The results from the pond show that about 50% of l-hexane was heated to 610°C (113°C).
0) and a gas residence time of 1.5 seconds or less and a small amount of about 0.02 weight of ZSM-5 catalyst is converted.

The intracrystal or (■) mass transfer limitation is under the above conditions a
It wasn't noticed. Another important result is that the endothermic hexadecane cracking reaction is high! When the concentration of ZSM-5B catalyst (α value = 1600> is increased to 1.0ffif1%, it becomes a heat transfer limited type. Fruit @1~1
Using a catalyst similar to that used in 2, we investigated the cracking behavior of hexadecane alone and methanol alone, providing information on the heat balance between the two reactions at one selected temperature and LH3V of 18.6. (Hexadecane '80)
? ,? /methanol 20%) was carried out to study the conversion behavior. These experiments were conducted in an open column tubular reactor impregnated with a heated isothermal fluidized sand bath. LH8V
is based on the heated empty volume of the reactor.

The data for runs 13-24 are summarized in Table 2, with detailed product analyzes of particular interest. Regarding LH9V, the above-mentioned experiments @13-24 are high L HS V experiments (Experiment 1.2
．． 5.6.9.10) and low L II S V experiment Q3.4.7.8.11.12). Fruit 91
3 and 1 do not use catalyst and are therefore similar to runs 9-12 in this respect. Fruit @15.18.2
1 and 24 for a charge mixture of 80% by weight rhohexadecane and 2% methanol.
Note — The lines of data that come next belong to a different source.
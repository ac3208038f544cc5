//! Server-rendered dashboard page.
//!
//! Controls live in one GET form that resubmits on every change, so each
//! interaction is a plain request/response recomputation. Charts are drawn
//! client-side by ECharts from option JSON embedded in the page.

use crate::app::pipeline::DashboardView;
use crate::builders::TextBlock;
use crate::chart::ChartRenderer;
use crate::domain::{DashboardOptions, Dataset};

const ECHARTS_CDN: &str = "https://cdn.jsdelivr.net/npm/echarts@5.4.3/dist/echarts.min.js";

const STYLE: &str = "\
body{font-family:system-ui,sans-serif;margin:0;background:#f5f7fa;color:#222}\
header,footer{background:#1f77b4;color:#fff;padding:16px 24px}\
main{padding:16px 24px}\
form{display:grid;grid-template-columns:repeat(auto-fit,minmax(260px,1fr));gap:16px;margin-bottom:16px}\
.card{background:#fff;border-radius:6px;box-shadow:0 1px 3px rgba(0,0,0,.15);padding:12px 16px;margin-bottom:16px}\
.charts{display:grid;grid-template-columns:repeat(auto-fit,minmax(520px,1fr));gap:16px}\
.chart{height:420px}\
.marks{display:flex;justify-content:space-between;font-size:12px;color:#555}\
select[multiple]{width:100%;height:160px}\
input[type=range]{width:100%}";

/// Render the full page for an evaluated view.
pub fn render_page(dataset: &Dataset, view: &DashboardView, renderer: &dyn ChartRenderer) -> String {
    let mut out = String::new();
    out.push_str("<!DOCTYPE html>\n<html lang=\"en\">\n<head>\n<meta charset=\"utf-8\">\n");
    out.push_str("<title>Exchange Rate and Inflation Dashboard</title>\n");
    out.push_str(&format!("<style>{STYLE}</style>\n"));
    out.push_str(&format!("<script src=\"{ECHARTS_CDN}\"></script>\n"));
    out.push_str("</head>\n<body>\n");
    out.push_str("<header><h1>Exchange Rate and Inflation Dashboard</h1></header>\n<main>\n");

    out.push_str(&render_controls(&dataset.options, view));

    out.push_str("<div class=\"charts\">\n");
    for (id, _) in view.charts() {
        out.push_str(&format!("<div class=\"card\"><div id=\"{id}\" class=\"chart\"></div></div>\n"));
    }
    out.push_str("</div>\n");

    out.push_str("<section class=\"card\" id=\"statistics\">\n<h2>Statistics</h2>\n");
    out.push_str(&render_block(&view.statistics));
    out.push_str("</section>\n");

    out.push_str("<section class=\"card\" id=\"key-insights\">\n<h2>Key Insights</h2>\n");
    for block in &view.insights {
        out.push_str(&render_block(block));
    }
    out.push_str("</section>\n</main>\n");

    out.push_str("<footer>Exchange rates and inflation data. Figures are for analysis only.</footer>\n");

    out.push_str("<script>\n");
    for (id, chart) in view.charts() {
        out.push_str(&format!(
            "echarts.init(document.getElementById(\"{id}\")).setOption({});\n",
            script_json(&renderer.render(chart))
        ));
    }
    out.push_str("</script>\n</body>\n</html>\n");
    out
}

fn render_controls(options: &DashboardOptions, view: &DashboardView) -> String {
    let selection = &view.selection;
    let mut out = String::from("<form method=\"get\" action=\"/\" class=\"card\">\n");

    out.push_str("<label>Currencies<br><select name=\"currency\" multiple onchange=\"this.form.submit()\">\n");
    for code in &options.currencies {
        let selected = if selection.currencies.contains(code) { " selected" } else { "" };
        out.push_str(&format!(
            "<option value=\"{0}\"{selected}>{0}</option>\n",
            escape_html(code)
        ));
    }
    out.push_str("</select></label>\n");

    out.push_str("<div>\n");
    for (name, label, value) in [
        ("start", "Start", selection.range.start),
        ("end", "End", selection.range.end),
    ] {
        out.push_str(&format!(
            "<label>{label}<br><input type=\"range\" name=\"{name}\" min=\"{}\" max=\"{}\" value=\"{value}\" \
             onchange=\"this.form.submit()\"></label>\n",
            options.slider_min, options.slider_max
        ));
    }
    out.push_str("<div class=\"marks\">");
    for mark in &options.slider_marks {
        out.push_str(&format!("<span>{}</span>", escape_html(&mark.label)));
    }
    out.push_str("</div>\n");
    out.push_str(&format!(
        "<p id=\"date-range-display\">{}</p>\n</div>\n",
        escape_html(&view.date_range_label)
    ));

    out.push_str("<label>Inflation series<br><select name=\"series\" onchange=\"this.form.submit()\">\n");
    for name in &options.inflation_series {
        let selected = if selection.inflation_series.as_ref() == Some(name) { " selected" } else { "" };
        out.push_str(&format!("<option value=\"{0}\"{selected}>{0}</option>\n", escape_html(name)));
    }
    out.push_str("</select></label>\n");

    out.push_str("<label>Forecast currency<br><select name=\"forecast\" onchange=\"this.form.submit()\">\n");
    let none_selected = if view.forecast_options.value.is_none() { " selected" } else { "" };
    out.push_str(&format!("<option value=\"\"{none_selected}>None</option>\n"));
    for code in &view.forecast_options.options {
        let selected = if view.forecast_options.value.as_ref() == Some(code) { " selected" } else { "" };
        out.push_str(&format!("<option value=\"{0}\"{selected}>{0}</option>\n", escape_html(code)));
    }
    out.push_str("</select></label>\n");

    // Lets the next request tell whether the currency list changed.
    out.push_str("<input type=\"hidden\" name=\"prev\" value=\"\">\n");
    for code in &selection.currencies {
        out.push_str(&format!("<input type=\"hidden\" name=\"prev\" value=\"{}\">\n", escape_html(code)));
    }

    out.push_str("<noscript><button type=\"submit\">Update</button></noscript>\n</form>\n");
    out
}

fn render_block(block: &TextBlock) -> String {
    let mut out = format!("<div class=\"card\"><h3>{}</h3>\n", escape_html(&block.title));
    for line in &block.lines {
        out.push_str(&format!("<p>{}</p>\n", escape_html(line)));
    }
    out.push_str("</div>\n");
    out
}

/// JSON safe to inline inside a `<script>` element.
pub fn script_json(json: &str) -> String {
    json.replace("</", "<\\/")
}

pub fn escape_html(s: &str) -> String {
    let mut out = String::with_capacity(s.len());
    for ch in s.chars() {
        match ch {
            '&' => out.push_str("&amp;"),
            '<' => out.push_str("&lt;"),
            '>' => out.push_str("&gt;"),
            '"' => out.push_str("&quot;"),
            '\'' => out.push_str("&#39;"),
            _ => out.push(ch),
        }
    }
    out
}

#[cfg(test)]
mod tests {
    use super::*;
    use crate::app::pipeline::build_dashboard;
    use crate::builders::fixtures::{dataset, select};
    use crate::chart::EchartsRenderer;

    #[test]
    fn escapes_markup() {
        assert_eq!(escape_html("EURO/US$ <b>\"x\"</b> & co"), "EURO/US$ &lt;b&gt;&quot;x&quot;&lt;/b&gt; &amp; co");
        assert_eq!(script_json("{\"t\":\"</script>\"}"), "{\"t\":\"<\\/script>\"}");
    }

    #[test]
    fn page_has_every_region_and_marks_selection() {
        let ds = dataset(vec![("AUD", vec![1.0, 1.1, 1.2]), ("EUR", vec![0.9, 0.92, 0.91]), ("JPY", vec![105.0, 106.0, 104.0])]);
        let sel = select(&ds, &["EUR"]);
        let view = build_dashboard(&ds, &sel);
        let html = render_page(&ds, &view, &EchartsRenderer);

        for id in [
            "line-chart",
            "histogram-chart",
            "bubble-chart",
            "box-plot",
            "area-chart",
            "inflation-line-chart",
            "forecast-chart",
            "statistics",
            "key-insights",
            "date-range-display",
        ] {
            assert!(html.contains(&format!("id=\"{id}\"")), "missing {id}");
        }
        assert!(html.contains("<option value=\"EUR\" selected>EUR</option>"));
        assert!(html.contains("<option value=\"AUD\">AUD</option>"));
        assert!(html.contains("<input type=\"hidden\" name=\"prev\" value=\"EUR\">"));
        assert!(html.contains("Selected period: 2020-01-01 to 2020-01-03"));
        assert!(html.contains("Statistics for EUR"));
        assert_eq!(html.matches("setOption(").count(), 7);
    }
}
This is a thermal equilibrium experiment at a temperature of I. Higher temperature, 607℃<1
125 below) and 588°C (under 1090)
Nos. 15 and 18 show that the conversion of hexadecane to much lower boiling materials is excellent, but produces only a small amount of methane.

Additionally, the experiments described above with the hexadecane and methanol feed mixture indicate that all the methanol is at least converted to dimethyl ether (DME) and most of the DMIE is decomposed into methane and water, thereby liberating a large amount of water. is important.
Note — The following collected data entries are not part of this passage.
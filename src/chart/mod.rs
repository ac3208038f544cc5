//! Chart specifications and their rendering.

pub mod echarts;
pub mod spec;

pub use echarts::EchartsRenderer;
pub use spec::*;

/// Turns a [`ChartSpec`] into something a front-end can draw.
pub trait ChartRenderer: Send + Sync + 'static {
    fn render(&self, spec: &ChartSpec) -> String;
}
Also, 607℃ (below 1125) and 588℃ (1090℃)
In experiments @15 and 18 below), it is observed that methane then combines to give more Fj,m products such as propene, and also more C6s and C6s. Also, in Experiment 15 at 607°C (below 1125), more importantly, C7 class, 06 class and C, I up to the neck
＼ also involves an addition reaction. In 28 experiments at low temperatures, Runs 21 and 24, C50 additions were made in WA with similar additions of propene exceeding methanol alone and hexadecane alone.

It is even more important that the actual @15 produces less than 2/3 of the water compared to the actual @16, which is probably due to the fact that <DME reacts to produce products other than methane and water. However, A@18 is lower in temperature than actual @15 and produces less water. However, this means that in Experiment 22 at 521°C, the amount of water produced was less, but at the same temperature. In fact @21, water production I is particularly different from most.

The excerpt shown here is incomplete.